The first complaint was presented to Congress on September 25, 2019. A second whistleblower came forward on October 5 claiming to have "first-hand knowledge of allegations" about a phone call between President Trump and Ukrainian President Volodymyr Zelensky. It is alleged that between May and August 2019, Trump and Giuliani repeatedly pressured the government of Ukraine to investigate Joe Biden and Hunter Biden. On July 18, President Trump instructed his staff to place a hold on congressionally mandated military aid to Ukraine. During a phone call a week later, he pressured President Zelensky to launch two investigations, including one into the actions of the Bidens. The whistleblower accused the White House of attempting to cover up the contents of this phone call.

In response to these accusations, the Trump administration released a memorandum of the call, confirming that Trump had asked Zelensky to "look into" Biden. The whistleblower alleges that White House officials attempted to cover up the President's action by intentionally misclassifying the transcript of the call in order to place it in top secret servers where very few people would have access to it.

The White House officially responded to the impeachment proceedings in a letter from White House Counsel Pat Cipollone to House Speaker Pelosi. In the response Cipollone said that the White House would cease all cooperation with the investigation for a variety or reasons, including concernts that there had been no vote of the full House, and that interviews of witnesses were being conducted behind closed doors. Ambassador Bill Taylor testified that he had been told that U.S. military aid to Ukraine and a proposed meeting between Trump and Zelensky would depend on Zelensky publicly announcing investigations into the Bidens and alleged Ukrainian interference in the 2016 U.S. elections. Army Lt. Colonel. Alexander Vindman, the National Security Council's Director of European Affairs, testified that he overheard Trump's phone conversation with Zelensky and that he had told a White House lawyer that he was concerned about the president's comments in the call.

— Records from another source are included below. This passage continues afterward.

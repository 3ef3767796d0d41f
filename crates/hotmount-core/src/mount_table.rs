//! Live mount table access
//!
//! The table is owned by the kernel and changes under our feet, so readers
//! never cache: every call to [`MountTableReader::entries`] reflects the
//! table as it is right now.

use std::path::{Path, PathBuf};
use std::sync::{Arc, RwLock};

use tracing::warn;

use crate::error::{Error, Result};
use crate::DEFAULT_MOUNT_TABLE;

/// One line of the mount table, reduced to the fields we use
#[derive(Debug, Clone, PartialEq, Eq)]
pub struct MountTableEntry {
    /// Source device, e.g. `/dev/sdb1`
    pub device_node: String,
    /// Directory the device is mounted on
    pub mount_path: PathBuf,
}

impl MountTableEntry {
    pub fn new(device_node: impl Into<String>, mount_path: impl Into<PathBuf>) -> Self {
        Self {
            device_node: device_node.into(),
            mount_path: mount_path.into(),
        }
    }
}

/// Source of mount table snapshots
pub trait MountTableReader: Send + Sync {
    /// Current entries in table order. An unreadable table reads as empty.
    fn entries(&self) -> Vec<MountTableEntry>;
}

/// Reads the kernel's mount table file (`/proc/self/mounts` by default)
#[derive(Debug, Clone)]
pub struct ProcMountTable {
    path: PathBuf,
}

impl Default for ProcMountTable {
    fn default() -> Self {
        Self::new(DEFAULT_MOUNT_TABLE)
    }
}

impl ProcMountTable {
    pub fn new(path: impl Into<PathBuf>) -> Self {
        Self { path: path.into() }
    }

    pub fn path(&self) -> &Path {
        &self.path
    }

    /// Read and parse the table, surfacing IO errors
    pub fn read(&self) -> Result<Vec<MountTableEntry>> {
        let content = std::fs::read_to_string(&self.path).map_err(|source| Error::MountTable {
            path: self.path.clone(),
            source,
        })?;
        Ok(parse_mount_table(&content))
    }
}

impl MountTableReader for ProcMountTable {
    fn entries(&self) -> Vec<MountTableEntry> {
        match self.read() {
            Ok(entries) => entries,
            Err(e) => {
                warn!("{}; treating mount table as empty", e);
                Vec::new()
            }
        }
    }
}

/// Parse mount table text (`fstab(5)` layout)
pub fn parse_mount_table(content: &str) -> Vec<MountTableEntry> {
    content
        .lines()
        .filter_map(|line| {
            let line = line.trim_start();
            if line.is_empty() || line.starts_with('#') {
                return None;
            }
            let mut fields = line.split_whitespace();
            let device = fields.next()?;
            let mount_path = fields.next()?;
            Some(MountTableEntry {
                device_node: unescape_field(device),
                mount_path: PathBuf::from(unescape_field(mount_path)),
            })
        })
        .collect()
}

/// Decode the kernel's three-digit octal escapes (`\040` and friends)
fn unescape_field(field: &str) -> String {
    if !field.contains('\\') {
        return field.to_string();
    }

    let bytes = field.as_bytes();
    let mut out = Vec::with_capacity(bytes.len());
    let mut i = 0;
    while i < bytes.len() {
        if bytes[i] == b'\\' && i + 3 < bytes.len() {
            let digits = &bytes[i + 1..i + 4];
            if digits.iter().all(|d| (b'0'..=b'7').contains(d)) {
                let value = digits
                    .iter()
                    .fold(0u32, |acc, d| acc * 8 + u32::from(d - b'0'));
                if let Ok(byte) = u8::try_from(value) {
                    out.push(byte);
                    i += 4;
                    continue;
                }
            }
        }
        out.push(bytes[i]);
        i += 1;
    }
    String::from_utf8_lossy(&out).into_owned()
}

/// Shared in-memory table, for tests and simulations
#[derive(Debug, Clone, Default)]
pub struct MemoryMountTable {
    entries: Arc<RwLock<Vec<MountTableEntry>>>,
}

impl MemoryMountTable {
    pub fn new() -> Self {
        Self::default()
    }

    pub fn with_entries(entries: Vec<MountTableEntry>) -> Self {
        Self {
            entries: Arc::new(RwLock::new(entries)),
        }
    }

    /// Append an entry at the end of the table
    pub fn insert(&self, device_node: impl Into<String>, mount_path: impl Into<PathBuf>) {
        let mut entries = self.entries.write().unwrap_or_else(|e| e.into_inner());
        entries.push(MountTableEntry::new(device_node, mount_path));
    }

    /// Remove the first entry mounted on `mount_path`
    pub fn remove_mount_path(&self, mount_path: &Path) -> Option<MountTableEntry> {
        let mut entries = self.entries.write().unwrap_or_else(|e| e.into_inner());
        let index = entries.iter().position(|e| e.mount_path == mount_path)?;
        Some(entries.remove(index))
    }

    pub fn len(&self) -> usize {
        self.entries.read().unwrap_or_else(|e| e.into_inner()).len()
    }

    pub fn is_empty(&self) -> bool {
        self.len() == 0
    }
}

impl MountTableReader for MemoryMountTable {
    fn entries(&self) -> Vec<MountTableEntry> {
        self.entries
            .read()
            .unwrap_or_else(|e| e.into_inner())
            .clone()
    }
}

#[cfg(test)]
mod tests {
    use super::*;

    const SAMPLE: &str = "\
proc /proc proc rw,nosuid,nodev,noexec,relatime 0 0
/dev/sda2 / ext4 rw,relatime 0 0
# comment line
/dev/sdb1 /media/My\\040Disk vfat rw,relatime 0 0

/dev/sdc1 /media/DATA ext4 rw 0 0
";

    #[test]
    fn test_parse_mount_table() {
        let entries = parse_mount_table(SAMPLE);
        assert_eq!(entries.len(), 4);
        assert_eq!(entries[0], MountTableEntry::new("proc", "/proc"));
        assert_eq!(entries[1], MountTableEntry::new("/dev/sda2", "/"));
        assert_eq!(
            entries[2],
            MountTableEntry::new("/dev/sdb1", "/media/My Disk")
        );
        assert_eq!(entries[3], MountTableEntry::new("/dev/sdc1", "/media/DATA"));
    }

    #[test]
    fn test_parse_skips_short_lines() {
        let entries = parse_mount_table("lonely\n/dev/sdb1 /mnt\n");
        assert_eq!(entries, vec![MountTableEntry::new("/dev/sdb1", "/mnt")]);
    }

    #[test]
    fn test_unescape_field() {
        assert_eq!(unescape_field("plain"), "plain");
        assert_eq!(unescape_field("a\\040b"), "a b");
        assert_eq!(unescape_field("tab\\011x"), "tab\tx");
        assert_eq!(unescape_field("back\\134slash"), "back\\slash");
        // Not an escape: left as is
        assert_eq!(unescape_field("x\\9yz"), "x\\9yz");
        assert_eq!(unescape_field("trail\\04"), "trail\\04");
    }

    #[test]
    fn test_proc_mount_table_reads_file() {
        let dir = tempfile::tempdir().unwrap();
        let path = dir.path().join("mounts");
        std::fs::write(&path, SAMPLE).unwrap();

        let table = ProcMountTable::new(&path);
        assert_eq!(table.entries().len(), 4);

        // Every call re-reads the file
        std::fs::write(&path, "/dev/sdd1 /media/NEW ext4 rw 0 0\n").unwrap();
        assert_eq!(
            table.entries(),
            vec![MountTableEntry::new("/dev/sdd1", "/media/NEW")]
        );
    }

    #[test]
    fn test_missing_table_reads_empty() {
        let table = ProcMountTable::new("/nonexistent/hotmount/mounts");
        assert!(table.read().is_err());
        assert!(table.entries().is_empty());
    }

    #[test]
    fn test_memory_table() {
        let table = MemoryMountTable::new();
        assert!(table.is_empty());

        table.insert("/dev/sdb1", "/media/A");
        let shared = table.clone();
        shared.insert("/dev/sdc1", "/media/B");
        assert_eq!(table.len(), 2);

        let removed = table.remove_mount_path(Path::new("/media/A")).unwrap();
        assert_eq!(removed.device_node, "/dev/sdb1");
        assert_eq!(
            shared.entries(),
            vec![MountTableEntry::new("/dev/sdc1", "/media/B")]
        );
        assert!(table.remove_mount_path(Path::new("/media/A")).is_none());
    }
}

Earlier this week, on October 28, 2019, Pelosi announced that the House would hold a floor vote on October 31 on a resolution to formally establish the procedures for the impeachment hearings. Yesterday, on October 31, 2019, the House of Representatives approving guidelines for the public phase of the inquiry. The House approved a resolution, by a vote of 232 to 196, that formalized the inquiry, clearing the way for nationally televised hearings in mid-November. The motion included providing President Trump the right to participate in the latter stage of the proceedings unless he tries to block witnesses from testifying. The vote was nearly along party lines.

The vote came as Tim Morrison, a top official on Trump’s National Security Council, testified in a closed-door deposition. Morrison corroborated previous testimony that the president withheld nearly $400 million in military aid to Ukraine to pressure the country into announcing investigations into former vice president Joe Biden and interference in the 2016 election. He said he got the information directly from U.S. Ambassador to the European Union Gordon Sondland, the administration official who communicated that apparent quid pro quo to Ukrainian leaders.

As this story unfolds, we will look at previous incidents of impeachment in Presidential history.